Keyboard shortcuts

Press or to navigate between chapters

Press S or / to search in the book

Press ? to show this help

Press Esc to hide this help

Guarantees & Correctness

This page defines DeltaForge’s data delivery guarantees, ordering model, transaction semantics, failure handling, and operational boundaries. Every claim here is backed by the implementation — no aspirational statements.

Delivery Guarantees

Per-sink delivery tiers

SinkDelivery guaranteeDedup mechanismConsumer action required
Kafka (exactly_once: true)End-to-end exactly-onceKafka two-phase commit per batchSet isolation.level=read_committed
Kafka (default)At-least-once (idempotent producer)Retries are deduped by rdkafka; crash-replay produces duplicatesDedup by event ID or idempotency key
NATS JetStreamAt-least-once + server-side dedupNats-Msg-Id header within duplicate_windowConfigure duplicate_window on stream
Redis StreamsAt-least-once + consumer-side dedupidempotency_key field in XADD payloadCheck idempotency_key before processing

Terminology rule: “exactly-once” is used only when DeltaForge guarantees no duplicates without consumer cooperation. All other sinks are “at-least-once” with a stated dedup mechanism. This distinction matters — calling NATS or Redis “exactly-once” would be misleading because dedup depends on server configuration or consumer behavior outside DeltaForge’s control.

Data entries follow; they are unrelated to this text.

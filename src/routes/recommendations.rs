use axum::{
    extract::{Query, State},
    Extension, Json,
};
use serde::Deserialize;
use std::sync::Arc;

use crate::{
    error::{AppError, AppResult},
    middleware::RequestId,
    models::{Recommendation, RecommendationGrid},
    routes::AppState,
    services::{presentation, recommendations},
};

#[derive(Debug, Deserialize)]
pub struct RecommendationQuery {
    pub title: Option<String>,
    /// Overrides the configured number of recommendations
    pub k: Option<usize>,
}

impl RecommendationQuery {
    fn title(&self) -> AppResult<&str> {
        self.title
            .as_deref()
            .ok_or_else(|| AppError::InvalidInput("Missing 'title' query parameter".to_string()))
    }
}

/// Handler for ranked recommendations without posters
pub async fn recommend(
    State(state): State<Arc<AppState>>,
    Extension(request_id): Extension<RequestId>,
    Query(params): Query<RecommendationQuery>,
) -> AppResult<Json<Vec<Recommendation>>> {
    let title = params.title()?;
    let k = params.k.unwrap_or(state.recommendation_count);

    tracing::info!(
        request_id = %request_id,
        title = %title,
        k,
        "Processing recommendation request"
    );

    let recommendations = recommendations::recommend(&state.index, title, k)?;
    Ok(Json(recommendations))
}

/// Handler for recommendations with posters, laid out in rows
pub async fn grid(
    State(state): State<Arc<AppState>>,
    Extension(request_id): Extension<RequestId>,
    Query(params): Query<RecommendationQuery>,
) -> AppResult<Json<RecommendationGrid>> {
    let title = params.title()?;
    let k = params.k.unwrap_or(state.recommendation_count);

    tracing::info!(
        request_id = %request_id,
        title = %title,
        k,
        "Processing recommendation grid request"
    );

    let grid = presentation::build_grid(
        &state.index,
        state.posters.as_ref(),
        title,
        k,
        presentation::GRID_COLUMNS,
    )
    .await?;

    Ok(Json(grid))
}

What “at-least-once” means

  • No data loss: every event from the source is delivered to the sink at least once. Checkpoints are saved only after the sink acknowledges delivery — never before.
  • Duplicates on crash recovery: if DeltaForge crashes after delivering a batch but before saving the checkpoint, that batch is replayed on restart. Consumers must handle duplicates (see Consumer Guidance below).
  • No silent drops: events are never discarded. If delivery fails, the batch is retried with exponential backoff until it succeeds or a fatal error stops the pipeline.

What “exactly-once” means (Kafka)

With exactly_once: true, each batch is wrapped in a Kafka transaction (begin_transaction / commit_transaction). Consumers using isolation.level=read_committed only see committed batches — no partial deliveries. If a transaction fails, it is aborted and retried from the same checkpoint position.

Exactly-once overhead is ~7-11% with properly tuned batch sizes. See the Performance guide for benchmark details.

Ordering Model

Within a source

Events are emitted in the source’s native order:

  • MySQL: binlog file + position order. WriteRowsEvent batches preserve row order within each binlog event.
  • PostgreSQL: LSN (Log Sequence Number) order. One WAL message per row change.
  • Turso: change_id order (monotonically increasing).

DeltaForge does not reorder events. The source order is preserved through the pipeline.

Within a batch

All events in a batch maintain their source order. The delivery task processes batches in FIFO order from a bounded channel — no reordering between batches.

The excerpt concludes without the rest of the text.